Records excerpted from a collection
-=-=-
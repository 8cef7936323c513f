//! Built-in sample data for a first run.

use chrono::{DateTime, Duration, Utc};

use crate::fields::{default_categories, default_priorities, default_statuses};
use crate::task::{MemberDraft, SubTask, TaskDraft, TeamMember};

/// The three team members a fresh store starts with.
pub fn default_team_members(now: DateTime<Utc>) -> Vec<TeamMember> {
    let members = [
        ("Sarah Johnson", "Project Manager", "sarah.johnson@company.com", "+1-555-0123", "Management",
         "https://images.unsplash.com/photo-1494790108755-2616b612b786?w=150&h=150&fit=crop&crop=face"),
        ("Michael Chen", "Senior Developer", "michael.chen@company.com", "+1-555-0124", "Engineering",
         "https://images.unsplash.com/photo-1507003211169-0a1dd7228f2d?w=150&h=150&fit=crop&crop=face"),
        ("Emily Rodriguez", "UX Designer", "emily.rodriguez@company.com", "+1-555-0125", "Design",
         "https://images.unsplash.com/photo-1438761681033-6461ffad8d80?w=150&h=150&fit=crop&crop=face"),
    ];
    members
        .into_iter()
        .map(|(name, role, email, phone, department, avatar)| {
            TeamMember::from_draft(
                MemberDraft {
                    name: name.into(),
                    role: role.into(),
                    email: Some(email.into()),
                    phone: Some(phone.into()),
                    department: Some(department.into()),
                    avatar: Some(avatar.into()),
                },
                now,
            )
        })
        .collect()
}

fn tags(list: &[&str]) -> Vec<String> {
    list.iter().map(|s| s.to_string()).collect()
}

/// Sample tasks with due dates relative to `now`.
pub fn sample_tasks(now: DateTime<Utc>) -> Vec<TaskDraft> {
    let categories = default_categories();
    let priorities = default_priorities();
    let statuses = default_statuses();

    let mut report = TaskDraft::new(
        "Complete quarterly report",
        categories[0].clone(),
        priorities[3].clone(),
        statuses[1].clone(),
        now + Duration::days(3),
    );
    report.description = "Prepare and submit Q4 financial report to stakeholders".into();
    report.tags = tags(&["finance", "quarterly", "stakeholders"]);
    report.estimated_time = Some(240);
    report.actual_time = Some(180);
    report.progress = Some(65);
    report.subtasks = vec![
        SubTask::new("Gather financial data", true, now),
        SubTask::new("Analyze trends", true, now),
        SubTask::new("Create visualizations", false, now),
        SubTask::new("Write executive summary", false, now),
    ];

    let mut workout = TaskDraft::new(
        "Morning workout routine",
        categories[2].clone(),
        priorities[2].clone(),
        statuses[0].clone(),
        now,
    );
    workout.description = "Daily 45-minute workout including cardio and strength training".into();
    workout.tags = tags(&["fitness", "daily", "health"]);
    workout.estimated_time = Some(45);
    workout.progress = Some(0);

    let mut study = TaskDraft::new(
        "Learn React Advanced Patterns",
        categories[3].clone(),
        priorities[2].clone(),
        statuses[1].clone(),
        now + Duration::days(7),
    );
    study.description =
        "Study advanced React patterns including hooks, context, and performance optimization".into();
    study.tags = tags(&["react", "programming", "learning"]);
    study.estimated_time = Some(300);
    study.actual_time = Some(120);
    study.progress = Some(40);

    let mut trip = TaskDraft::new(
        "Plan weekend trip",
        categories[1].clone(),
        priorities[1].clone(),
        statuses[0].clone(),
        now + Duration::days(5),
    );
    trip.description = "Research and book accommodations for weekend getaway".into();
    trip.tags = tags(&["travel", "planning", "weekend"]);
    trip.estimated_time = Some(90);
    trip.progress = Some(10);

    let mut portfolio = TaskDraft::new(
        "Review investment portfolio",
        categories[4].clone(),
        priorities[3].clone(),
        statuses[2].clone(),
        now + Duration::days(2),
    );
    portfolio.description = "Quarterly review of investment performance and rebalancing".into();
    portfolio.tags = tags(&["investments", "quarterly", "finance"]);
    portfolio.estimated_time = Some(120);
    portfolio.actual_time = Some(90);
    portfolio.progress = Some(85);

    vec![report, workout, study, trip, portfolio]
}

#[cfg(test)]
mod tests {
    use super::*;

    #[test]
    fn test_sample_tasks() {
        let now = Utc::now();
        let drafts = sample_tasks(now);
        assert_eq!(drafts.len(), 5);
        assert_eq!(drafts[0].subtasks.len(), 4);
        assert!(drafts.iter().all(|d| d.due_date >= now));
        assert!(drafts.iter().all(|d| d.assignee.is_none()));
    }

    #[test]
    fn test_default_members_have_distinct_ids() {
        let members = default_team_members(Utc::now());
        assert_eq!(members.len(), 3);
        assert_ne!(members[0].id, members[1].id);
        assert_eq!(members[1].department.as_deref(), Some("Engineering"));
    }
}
-=-=-
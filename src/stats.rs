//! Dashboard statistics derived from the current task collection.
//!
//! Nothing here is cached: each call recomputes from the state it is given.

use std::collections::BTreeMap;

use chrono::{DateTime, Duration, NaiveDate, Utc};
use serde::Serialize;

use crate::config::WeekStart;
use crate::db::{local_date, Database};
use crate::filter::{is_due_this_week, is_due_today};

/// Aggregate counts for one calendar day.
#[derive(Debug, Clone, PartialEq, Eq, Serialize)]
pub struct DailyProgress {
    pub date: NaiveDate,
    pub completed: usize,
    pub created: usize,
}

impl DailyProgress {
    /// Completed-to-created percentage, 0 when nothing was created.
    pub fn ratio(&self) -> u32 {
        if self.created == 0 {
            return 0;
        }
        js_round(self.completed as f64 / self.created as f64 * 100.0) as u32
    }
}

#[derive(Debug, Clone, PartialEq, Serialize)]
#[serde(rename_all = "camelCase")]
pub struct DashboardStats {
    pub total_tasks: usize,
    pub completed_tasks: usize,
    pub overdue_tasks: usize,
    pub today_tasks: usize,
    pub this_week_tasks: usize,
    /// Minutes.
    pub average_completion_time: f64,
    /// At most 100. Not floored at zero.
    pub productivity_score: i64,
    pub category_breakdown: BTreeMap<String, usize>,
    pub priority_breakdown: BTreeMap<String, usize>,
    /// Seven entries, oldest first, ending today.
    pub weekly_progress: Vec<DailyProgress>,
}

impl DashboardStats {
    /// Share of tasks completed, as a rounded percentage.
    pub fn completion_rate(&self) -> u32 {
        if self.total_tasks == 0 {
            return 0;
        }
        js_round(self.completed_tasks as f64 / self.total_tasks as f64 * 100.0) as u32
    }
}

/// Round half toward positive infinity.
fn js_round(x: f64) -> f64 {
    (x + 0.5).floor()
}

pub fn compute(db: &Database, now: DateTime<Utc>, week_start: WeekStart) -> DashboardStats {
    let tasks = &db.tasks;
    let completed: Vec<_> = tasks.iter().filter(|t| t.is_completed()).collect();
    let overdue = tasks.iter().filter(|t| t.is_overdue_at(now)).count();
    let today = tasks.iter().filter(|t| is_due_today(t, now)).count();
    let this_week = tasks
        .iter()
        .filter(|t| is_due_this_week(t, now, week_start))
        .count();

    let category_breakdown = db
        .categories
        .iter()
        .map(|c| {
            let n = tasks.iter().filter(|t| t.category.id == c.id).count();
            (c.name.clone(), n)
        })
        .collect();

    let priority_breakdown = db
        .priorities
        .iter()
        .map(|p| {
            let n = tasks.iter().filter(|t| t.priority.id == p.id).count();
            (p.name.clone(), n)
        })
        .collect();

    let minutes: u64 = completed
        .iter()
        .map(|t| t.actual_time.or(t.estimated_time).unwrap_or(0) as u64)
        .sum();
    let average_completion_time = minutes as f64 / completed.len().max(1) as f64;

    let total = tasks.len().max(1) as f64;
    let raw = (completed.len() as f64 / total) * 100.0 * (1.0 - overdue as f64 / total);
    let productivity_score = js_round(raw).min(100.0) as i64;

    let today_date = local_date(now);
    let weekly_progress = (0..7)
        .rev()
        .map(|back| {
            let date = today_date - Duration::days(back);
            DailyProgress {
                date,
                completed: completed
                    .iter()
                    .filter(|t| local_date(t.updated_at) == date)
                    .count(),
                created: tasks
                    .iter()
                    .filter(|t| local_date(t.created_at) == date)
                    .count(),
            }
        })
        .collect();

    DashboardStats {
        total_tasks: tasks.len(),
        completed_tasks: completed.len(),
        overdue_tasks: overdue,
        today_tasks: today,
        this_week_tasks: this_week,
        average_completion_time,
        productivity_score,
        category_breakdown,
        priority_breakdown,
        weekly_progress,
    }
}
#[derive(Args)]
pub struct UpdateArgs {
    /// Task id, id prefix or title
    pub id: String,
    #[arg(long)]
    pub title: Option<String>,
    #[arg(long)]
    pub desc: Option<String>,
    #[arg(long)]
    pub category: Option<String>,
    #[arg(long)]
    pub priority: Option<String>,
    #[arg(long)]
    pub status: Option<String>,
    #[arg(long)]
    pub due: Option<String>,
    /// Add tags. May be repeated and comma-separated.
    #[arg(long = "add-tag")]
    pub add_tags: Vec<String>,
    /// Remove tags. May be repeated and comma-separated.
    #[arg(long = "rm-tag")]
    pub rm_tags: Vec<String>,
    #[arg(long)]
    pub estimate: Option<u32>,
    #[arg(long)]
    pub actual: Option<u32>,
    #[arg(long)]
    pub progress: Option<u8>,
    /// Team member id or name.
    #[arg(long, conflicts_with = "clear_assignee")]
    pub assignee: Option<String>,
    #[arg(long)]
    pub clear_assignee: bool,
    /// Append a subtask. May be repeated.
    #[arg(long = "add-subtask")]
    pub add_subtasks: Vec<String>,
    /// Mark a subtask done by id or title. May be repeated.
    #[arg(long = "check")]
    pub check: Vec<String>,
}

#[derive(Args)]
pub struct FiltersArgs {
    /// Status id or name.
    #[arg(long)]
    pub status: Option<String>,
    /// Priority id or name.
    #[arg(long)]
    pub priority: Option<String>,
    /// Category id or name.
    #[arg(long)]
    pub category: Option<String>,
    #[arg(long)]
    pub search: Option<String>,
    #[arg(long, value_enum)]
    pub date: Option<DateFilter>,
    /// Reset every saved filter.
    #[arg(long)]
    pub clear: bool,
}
-=-=-
Your objective
Please give, as a single number with nothing added, the count of lines in the records that contain the word "including".

Written answer
2